Plaintiff Linda Powell is a retired teacher who was employed by Defendant DOE from 1998 until she retired in 2013. (Defendant's 56.1 Statement ("Def.'s 56.1"), Dkt. 51, at ¶¶ 1, 120.) At the beginning of the 2011-2012 school year, Plaintiff was hired by Arnette Crocker, the principal of the Women's Academy of Excellence ("Women's Academy"), to teach eleventh grade United States history. (Id. at ¶ 4.) Powell was supervised by Principal Crocker, as well as Assistant Principals Laverne Lewis and Eric Ford. (Plaintiff's 56.1 Statement ("Pl.'s 56.1"), Dkt. 57, at ¶ 6.) Plaintiff suffers from a number of medical conditions, including Irritable Bowel Syndrome ("IBS"), Barrett's Esophagus, hypertension, heart palpitations, depression, incontinence, and post-traumatic stress disorder ("PTSD"). (Def.'s 56.1, at ¶ 7.) She has had IBS since 2004, hypertension since approximately 2010, heart palpitations since 2011, depression since October 2012, incontinence since 2013, and PTSD since 2011. (Id. at ¶¶ 8, 12, 15, 18; Pl.'s 56.1, at ¶¶ 9, 11, 16.)
In paragraph 9 of Plaintiff's 56.1 Statement, she states that her incontinence started in 2013. However, in paragraph 10, she admits that in her disability application to the Teacher's Retirement System of the City of New York, she stated that her "episodes of incontinence have increased from once a month to 3-4 times a month as of the summer of 2012." (Pl.'s 56.1, at ¶¶ 9-10.) Additionally, Plaintiff does not recall when her Barrett's Esophagus began, but it was likely before 2011. (Id. at ¶ 11.)
On January 12, 2012, Plaintiff submitted a request to Principal Crocker for FMLA leave beginning on January 20, 2012, with a probable return date of April 20, 2012, to address her heart palpitations and PTSD. (Def.'s 56.1, at ¶¶ 31-33.) Plaintiff's leave was approved by Crocker on January 13, 2012. (Id. at ¶ 34.) In order to ensure that Plaintiff had a teaching evaluation prior to the end of the school year, Crocker and Lewis arranged to observe one of Plaintiff's classes in January 2012. (Id. at ¶ 36.) On January 17, 2012, Assistant Principal Lewis met with Plaintiff to discuss Lewis's impending observation of Plaintiff's eleventh grade history class. (Id. at ¶ 19.) According to Plaintiff, this meeting was a "forced unplanned pre-observation meeting." (Declaration of Linda Powell ("Powell Decl."), Dkt. 56, at ¶ 14.) Plaintiff asserts that the parties agreed that the observation would take place on January 19, 2012. (Id.)
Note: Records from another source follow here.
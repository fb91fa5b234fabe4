//! `<canvas>` drawing surface for the browser.
//!
//! Draws through `CanvasRenderingContext2d`. The canvas follows its
//! container's width through a window `resize` listener, which is detached
//! again on [`DrawingSurface::release`].

use super::options::{AreaStyle, CandleStyle, ChartOptions, SeriesStyle};
use super::plot::{PlotCandle, Viewport};
use super::surface::{DrawingSurface, SeriesHandle};
use crate::domain::series::{Bar, Point, Series};
use crate::error::SurfaceError;
use crate::shared::SeriesKind;

use std::cell::RefCell;
use std::collections::BTreeMap;
use std::rc::Rc;
use wasm_bindgen::closure::Closure;
use wasm_bindgen::{JsCast, JsValue};
use web_sys::{CanvasRenderingContext2d, Element, HtmlCanvasElement};

fn js_err(e: JsValue) -> SurfaceError {
    SurfaceError::Unavailable(format!("{e:?}"))
}

/// Canvas, context and everything needed to redraw a frame.
struct Frame {
    canvas: HtmlCanvasElement,
    ctx: CanvasRenderingContext2d,
    width: u32,
    height: u32,
    background: &'static str,
    series: BTreeMap<SeriesHandle, (SeriesStyle, Series)>,
    viewport: Option<Viewport>,
}

impl Frame {
    fn resize(&mut self, width: u32) {
        self.width = width;
        self.canvas.set_width(width);
        self.viewport = self
            .viewport
            .map(|vp| vp.resized(width as f64, self.height as f64));
        self.draw();
    }

    fn fit(&mut self) {
        self.viewport = Viewport::fit(
            self.series.values().map(|(_, data)| data),
            self.width as f64,
            self.height as f64,
        );
        self.draw();
    }

    fn draw(&self) {
        let (w, h) = (self.width as f64, self.height as f64);
        self.ctx.clear_rect(0.0, 0.0, w, h);
        self.ctx.set_fill_style_str(self.background);
        self.ctx.fill_rect(0.0, 0.0, w, h);

        let Some(vp) = self.viewport else {
            return;
        };
        for (style, data) in self.series.values() {
            match (style, data) {
                (SeriesStyle::Candle(style), Series::Candle(bars)) => {
                    self.draw_candles(&vp.candles(bars), style)
                }
                (SeriesStyle::Area(style), Series::Area(points)) => {
                    self.draw_area(&vp.line(points), style)
                }
                (style, data) => tracing::warn!(
                    style = %style.kind(),
                    data = %data.kind(),
                    "series data does not match its style, skipping"
                ),
            }
        }
    }

    fn draw_candles(&self, candles: &[PlotCandle], style: &CandleStyle) {
        let ctx = &self.ctx;
        ctx.set_line_width(1.0);
        for c in candles {
            let (body, border, wick) = if c.up {
                (style.up_color, style.border_up_color, style.wick_up_color)
            } else {
                (style.down_color, style.border_down_color, style.wick_down_color)
            };

            ctx.set_stroke_style_str(wick);
            ctx.begin_path();
            ctx.move_to(c.x, c.y_high);
            ctx.line_to(c.x, c.y_low);
            ctx.stroke();

            let top = c.y_open.min(c.y_close);
            let body_height = (c.y_open - c.y_close).abs().max(1.0);
            let left = c.x - c.half_width;
            ctx.set_fill_style_str(body);
            ctx.fill_rect(left, top, c.half_width * 2.0, body_height);
            ctx.set_stroke_style_str(border);
            ctx.stroke_rect(left, top, c.half_width * 2.0, body_height);
        }
    }

    fn draw_area(&self, line: &[(f64, f64)], style: &AreaStyle) {
        let (Some(first), Some(last)) = (line.first(), line.last()) else {
            return;
        };
        let ctx = &self.ctx;
        let bottom = self.height as f64;

        let gradient = ctx.create_linear_gradient(0.0, 0.0, 0.0, bottom);
        let stops = gradient
            .add_color_stop(0.0, &style.top_color)
            .and_then(|_| gradient.add_color_stop(1.0, &style.bottom_color));
        match stops {
            Ok(()) => ctx.set_fill_style_canvas_gradient(&gradient),
            Err(e) => {
                tracing::warn!("Invalid area gradient colour: {:?}", e);
                ctx.set_fill_style_str(&style.bottom_color);
            }
        }

        ctx.begin_path();
        ctx.move_to(first.0, bottom);
        for &(x, y) in line {
            ctx.line_to(x, y);
        }
        ctx.line_to(last.0, bottom);
        ctx.close_path();
        ctx.fill();

        ctx.set_stroke_style_str(style.line_color);
        ctx.set_line_width(style.line_width as f64);
        ctx.begin_path();
        ctx.move_to(first.0, first.1);
        for &(x, y) in &line[1..] {
            ctx.line_to(x, y);
        }
        ctx.stroke();
    }
}

/// A chart drawn on a `<canvas>` appended to a container element.
pub struct CanvasSurface {
    frame: Rc<RefCell<Frame>>,
    next_handle: u64,
    on_resize: Option<Closure<dyn FnMut()>>,
}

impl CanvasSurface {
    /// Creates a canvas inside `container` and starts tracking its width.
    ///
    /// A zero `options.width` means the container's current width.
    pub fn attach(container: &Element, options: &ChartOptions) -> Result<Self, SurfaceError> {
        let window =
            web_sys::window().ok_or_else(|| SurfaceError::Unavailable("no window".into()))?;
        let document = window
            .document()
            .ok_or_else(|| SurfaceError::Unavailable("no document".into()))?;

        let canvas = document
            .create_element("canvas")
            .map_err(js_err)?
            .dyn_into::<HtmlCanvasElement>()
            .map_err(|_| SurfaceError::Unavailable("not a canvas element".into()))?;
        let ctx = canvas
            .get_context("2d")
            .map_err(js_err)?
            .ok_or_else(|| SurfaceError::Unavailable("no 2d context".into()))?
            .dyn_into::<CanvasRenderingContext2d>()
            .map_err(|_| SurfaceError::Unavailable("unexpected 2d context type".into()))?;

        let width = if options.width > 0 {
            options.width
        } else {
            container.client_width().max(0) as u32
        };
        canvas.set_width(width);
        canvas.set_height(options.height);
        canvas.set_class_name("crypto-chart__canvas");
        container.append_child(&canvas).map_err(js_err)?;

        let frame = Rc::new(RefCell::new(Frame {
            canvas,
            ctx,
            width,
            height: options.height,
            background: options.background,
            series: BTreeMap::new(),
            viewport: None,
        }));
        frame.borrow().draw();

        let on_resize = {
            let frame = Rc::clone(&frame);
            let container = container.clone();
            Closure::<dyn FnMut()>::wrap(Box::new(move || {
                let width = container.client_width().max(0) as u32;
                match frame.try_borrow_mut() {
                    Ok(mut frame) if frame.width != width => frame.resize(width),
                    Ok(_) => {}
                    Err(_) => tracing::debug!("chart busy, skipping resize"),
                }
            }))
        };
        window
            .add_event_listener_with_callback("resize", on_resize.as_ref().unchecked_ref())
            .map_err(js_err)?;

        tracing::debug!(width, height = options.height, "canvas chart attached");
        Ok(Self {
            frame,
            next_handle: 0,
            on_resize: Some(on_resize),
        })
    }

    pub fn canvas(&self) -> HtmlCanvasElement {
        self.frame.borrow().canvas.clone()
    }

    pub fn is_released(&self) -> bool {
        self.on_resize.is_none()
    }

    fn with_frame(&self, f: impl FnOnce(&mut Frame)) {
        match self.frame.try_borrow_mut() {
            Ok(mut frame) => f(&mut frame),
            Err(_) => tracing::warn!("chart frame already borrowed, dropping draw call"),
        }
    }

    fn detach(&mut self) {
        let Some(on_resize) = self.on_resize.take() else {
            return;
        };
        if let Some(window) = web_sys::window() {
            if let Err(e) = window
                .remove_event_listener_with_callback("resize", on_resize.as_ref().unchecked_ref())
            {
                tracing::warn!("Failed to remove resize listener: {:?}", e);
            }
        }
        self.with_frame(|frame| {
            frame.series.clear();
            frame.viewport = None;
            frame.canvas.remove();
        });
    }
}

impl DrawingSurface for CanvasSurface {
    fn add_series(&mut self, style: SeriesStyle) -> SeriesHandle {
        self.next_handle += 1;
        let handle = SeriesHandle(self.next_handle);
        let data = match style.kind() {
            SeriesKind::Candle => Series::Candle(Vec::new()),
            SeriesKind::Area => Series::Area(Vec::new()),
        };
        self.with_frame(|frame| {
            frame.series.insert(handle, (style, data));
        });
        handle
    }

    fn remove_series(&mut self, handle: SeriesHandle) {
        self.with_frame(|frame| {
            if frame.series.remove(&handle).is_some() {
                frame.draw();
            }
        });
    }

    fn set_bars(&mut self, handle: SeriesHandle, bars: &[Bar]) {
        self.with_frame(|frame| {
            if let Some((_, data)) = frame.series.get_mut(&handle) {
                *data = Series::Candle(bars.to_vec());
                frame.draw();
            }
        });
    }

    fn set_points(&mut self, handle: SeriesHandle, points: &[Point]) {
        self.with_frame(|frame| {
            if let Some((_, data)) = frame.series.get_mut(&handle) {
                *data = Series::Area(points.to_vec());
                frame.draw();
            }
        });
    }

    fn fit_content(&mut self) {
        self.with_frame(Frame::fit);
    }

    fn resize(&mut self, width: u32) {
        self.with_frame(|frame| frame.resize(width));
    }

    fn release(&mut self) {
        self.detach();
    }
}

impl Drop for CanvasSurface {
    fn drop(&mut self) {
        self.detach();
    }
}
On January 18, 2012, Crocker and Lewis observed Plaintiff's class, it was the first such teaching observation for Plaintiff at Women's Academy. (Def's 56.1, at ¶¶ 20-21.) The following day, Lewis met with Plaintiff to discuss the observation, and informed her that Crocker had instructed Lewis to give Plaintiff a "U", or "unsatisfactory", rating for the observation. (Id. at ¶ 22.) The Observation Report, written by Lewis and Crocker, stated that the January 18 lesson was "unsatisfactory", and gave Plaintiff a number of recommendations for improvement. (Def.'s 56.1, at ¶¶ 23-24.) Plaintiff did not sign the report where it stated that she had "read and received an original of this report and underst[oo]d that a copy [would] be placed in [her] file." (Dkt. 53-6, at ECF 2.) According to Plaintiff, the unsatisfactory evaluation was expunged after she filed a grievance through her union. (Deposition of Linda Powell ("Powell Dep."), Dkt. 53-2, at 139:14-140:5.)
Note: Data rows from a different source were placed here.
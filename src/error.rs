//! Unified kit error types.

use thiserror::Error;

/// Top-level kit error.
#[derive(Error, Debug)]
pub enum KitError {
    #[error("Provider error: {0}")]
    Provider(#[from] ProviderError),

    #[error("Storage error: {0}")]
    Storage(#[from] StorageError),

    #[error("Surface error: {0}")]
    Surface(#[from] SurfaceError),

    #[error("Validation error: {0}")]
    Validation(String),

    #[error("Serialization error: {0}")]
    Serde(#[from] serde_json::Error),

    #[error("{0}")]
    Other(String),
}

/// Errors raised while talking to a market-data provider.
///
/// The `Display` text of `Status` is what the chart shows in its error banner.
#[derive(Error, Debug)]
pub enum ProviderError {
    #[cfg(feature = "http")]
    #[error("Request failed: {0}")]
    Request(#[from] reqwest::Error),

    #[error("{provider} API error: {status_text}")]
    Status {
        provider: &'static str,
        status: u16,
        status_text: String,
        body: String,
    },

    #[error("{provider} API error: Too Many Requests")]
    RateLimited { provider: &'static str },

    #[error("Malformed response: {0}")]
    Decode(String),
}

impl ProviderError {
    /// HTTP status carried by this error, when there is one.
    pub fn status(&self) -> Option<u16> {
        match self {
            ProviderError::Status { status, .. } => Some(*status),
            ProviderError::RateLimited { .. } => Some(429),
            _ => None,
        }
    }

    pub fn is_rate_limit(&self) -> bool {
        self.status() == Some(429)
    }
}

/// Preference storage errors.
#[derive(Error, Debug)]
pub enum StorageError {
    #[error("I/O error: {0}")]
    Io(#[from] std::io::Error),

    #[error("Serialization error: {0}")]
    Serde(#[from] serde_json::Error),

    #[error("Storage unavailable: {0}")]
    Unavailable(String),
}

/// Drawing surface setup errors.
#[derive(Error, Debug)]
pub enum SurfaceError {
    #[error("Drawing surface unavailable: {0}")]
    Unavailable(String),
}

#[cfg(test)]
mod tests {
    use super::*;

    #[test]
    fn test_status_error_display_uses_status_text() {
        let err = ProviderError::Status {
            provider: "CoinGecko",
            status: 404,
            status_text: "Not Found".to_string(),
            body: "{}".to_string(),
        };
        assert_eq!(err.to_string(), "CoinGecko API error: Not Found");
        assert_eq!(err.status(), Some(404));
        assert!(!err.is_rate_limit());
    }

    #[test]
    fn test_rate_limited_is_429() {
        let err = ProviderError::RateLimited { provider: "Binance" };
        assert!(err.is_rate_limit());
        assert_eq!(err.status(), Some(429));
    }

    #[test]
    fn test_decode_has_no_status() {
        let err = ProviderError::Decode("bad kline".to_string());
        assert_eq!(err.status(), None);
        assert!(!err.is_rate_limit());
    }

    #[test]
    fn test_kit_error_from_provider() {
        let err: KitError = ProviderError::RateLimited { provider: "CoinGecko" }.into();
        assert!(matches!(err, KitError::Provider(_)));
    }

    #[test]
    fn test_kit_error_from_surface() {
        let err: KitError = SurfaceError::Unavailable("no 2d context".into()).into();
        assert_eq!(err.to_string(), "Surface error: Drawing surface unavailable: no 2d context");
    }
}
//! Domain modules organized as vertical slices.
//!
//! - `series`: canonical chart series (`Bar`, `Point`), provider wire types
//!   and the conversions between them
//! - `period`: static period → provider query parameter tables

pub mod period;
pub mod series;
Citations to "ECF" refer to the pagination generated by the Court's CM/ECF docketing system and not the document's internal pagination.
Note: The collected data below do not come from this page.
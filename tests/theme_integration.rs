//! Integration tests for the theme service: persisted preference, root
//! attribute and the environment fallback.

use apex_kit::theme::{
    FileStore, MemoryRoot, MemoryStore, PreferenceStore, SystemPreference, Theme, ThemeService,
    THEME_KEY,
};
use apex_kit::ui::theme_switcher::ThemeSwitcher;
use apex_kit::ui::Component;

fn temp_path(name: &str) -> std::path::PathBuf {
    std::env::temp_dir()
        .join(format!("apex-kit-theme-{}-{}", std::process::id(), name))
        .join("prefs.json")
}

#[test]
fn test_first_toggle_in_light_environment_switches_to_dark() {
    let mut service =
        ThemeService::new(MemoryStore::new(), MemoryRoot::new(), SystemPreference::Light);
    assert_eq!(service.get(), Theme::Light);

    let next = service.toggle().unwrap();

    assert_eq!(next, Theme::Dark);
    assert_eq!(service.store().get(THEME_KEY).unwrap().as_deref(), Some("dark"));
    assert_eq!(service.root().attribute(), Some("dark"));
}

#[test]
fn test_switcher_click_always_changes_theme() {
    for system in [SystemPreference::Light, SystemPreference::Dark, SystemPreference::Unknown] {
        let mut service = ThemeService::new(MemoryStore::new(), MemoryRoot::new(), system);
        let mut switcher = ThemeSwitcher::from_service(&service);
        let before = service.get();

        let after = switcher.click(&mut service).unwrap();

        assert_ne!(after, before);
        assert_eq!(service.get(), after);
        assert_eq!(switcher.theme, after);
    }
}

#[test]
fn test_toggle_alternates_once_stored() {
    let mut service = ThemeService::new(MemoryStore::new(), MemoryRoot::new(), SystemPreference::Unknown);
    assert_eq!(service.toggle().unwrap(), Theme::Light);
    assert_eq!(service.toggle().unwrap(), Theme::Dark);
    assert_eq!(service.toggle().unwrap(), Theme::Light);
    assert_eq!(service.root().applied_count(), 3);
}

#[test]
fn test_file_store_survives_restart() {
    let path = temp_path("restart");
    let _ = std::fs::remove_file(&path);

    {
        let mut service = ThemeService::new(FileStore::new(&path), MemoryRoot::new(), SystemPreference::Dark);
        assert_eq!(service.initialize(), Theme::Dark);
        service.set(Theme::Light).unwrap();
    }

    let mut reopened = ThemeService::new(FileStore::new(&path), MemoryRoot::new(), SystemPreference::Dark);
    assert_eq!(reopened.initialize(), Theme::Light);
    assert_eq!(reopened.root().attribute(), Some("light"));

    let _ = std::fs::remove_file(&path);
}

#[test]
fn test_garbage_file_value_falls_back_to_environment() {
    let path = temp_path("garbage");
    std::fs::create_dir_all(path.parent().unwrap()).unwrap();
    std::fs::write(&path, r#"{"theme":"sepia"}"#).unwrap();

    let service = ThemeService::new(FileStore::new(&path), MemoryRoot::new(), SystemPreference::Light);
    assert_eq!(service.stored(), None);
    assert_eq!(service.get(), Theme::Light);

    let _ = std::fs::remove_file(&path);
}

#[test]
fn test_switcher_follows_service() {
    let mut service = ThemeService::new(MemoryStore::new(), MemoryRoot::new(), SystemPreference::Unknown);
    let mut switcher = ThemeSwitcher::from_service(&service);
    assert_eq!(
        switcher.render().attr_value("aria-label"),
        Some("Switch to light theme")
    );

    switcher.click(&mut service).unwrap();

    let el = switcher.render();
    assert_eq!(el.attr_value("aria-label"), Some("Switch to dark theme"));
    assert_eq!(el.text_content(), "🌙 Dark Mode");
    assert_eq!(service.root().current(), Some(Theme::Light));
}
Plaintiff argues that the January 18, 2012 observation should have been classified as "informal" because Lewis and Crocker "not only . . . show[ed] up a day in advance, but they purposely showed up to a class that had been agreed upon during the pre-observation as the main class not to be observed because it was overcapacity and in violation of the union contract." (Powell Decl., ¶ 14.) According to Plaintiff, the classification of the observation as "formal" or "informal" is significant because an informal observation is "written up as either a satisfactory or as a warning, not as an unsatisfactory [that] can be based and used in a year-end evaluation." (Powell Dep., at 139:1-5.)
On January 20, 2012, Plaintiff began her FLMA leave. During her absence, one or more teachers were assigned to teach her eleventh grade history class. (Def.'s 56.1, at ¶ 41.) Before the expiration of her FLMA leave, Plaintiff sought Restoration of Health Leave in order to extend her leave from April 20, 2012 to October 2, 2012. (Id. at ¶ 38.) On April 30, 2012, Plaintiff submitted a "Declaration of Intention Form (2012-2013)" stating that she would be continuing her position at Women's Academy for the 2012-2013 school year. (Id. at ¶ 42.) In response to a question asking Plaintiff to list three subjects she would be "interested in teaching, in order of preference" for the next school year, Plaintiff listed twelfth grade civics, twelfth grade economics, and, lastly, eleventh grade history. (Id. at ¶ 45.) On June 22, 2012, Crocker rated Plaintiff "unsatisfactory" for the 2011-2012 school year based on the January observation. (Id. at ¶ 26.) Plaintiff learned about the year-end unsatisfactory rating during a meeting on October 23, 2012 between Plaintiff, Crocker, and Lewis. (Id. at ¶¶ 27-29.)
However, in her brief, Plaintiff asserts that "on May 16, 2013, Plaintiff reviewed her personnel file, and discovered a U-rating [that] . . . Plaintiff had never seen", nor signed. (Plaintiff's Brief ("Pl.s Br."), Dkt. 55, at 6.)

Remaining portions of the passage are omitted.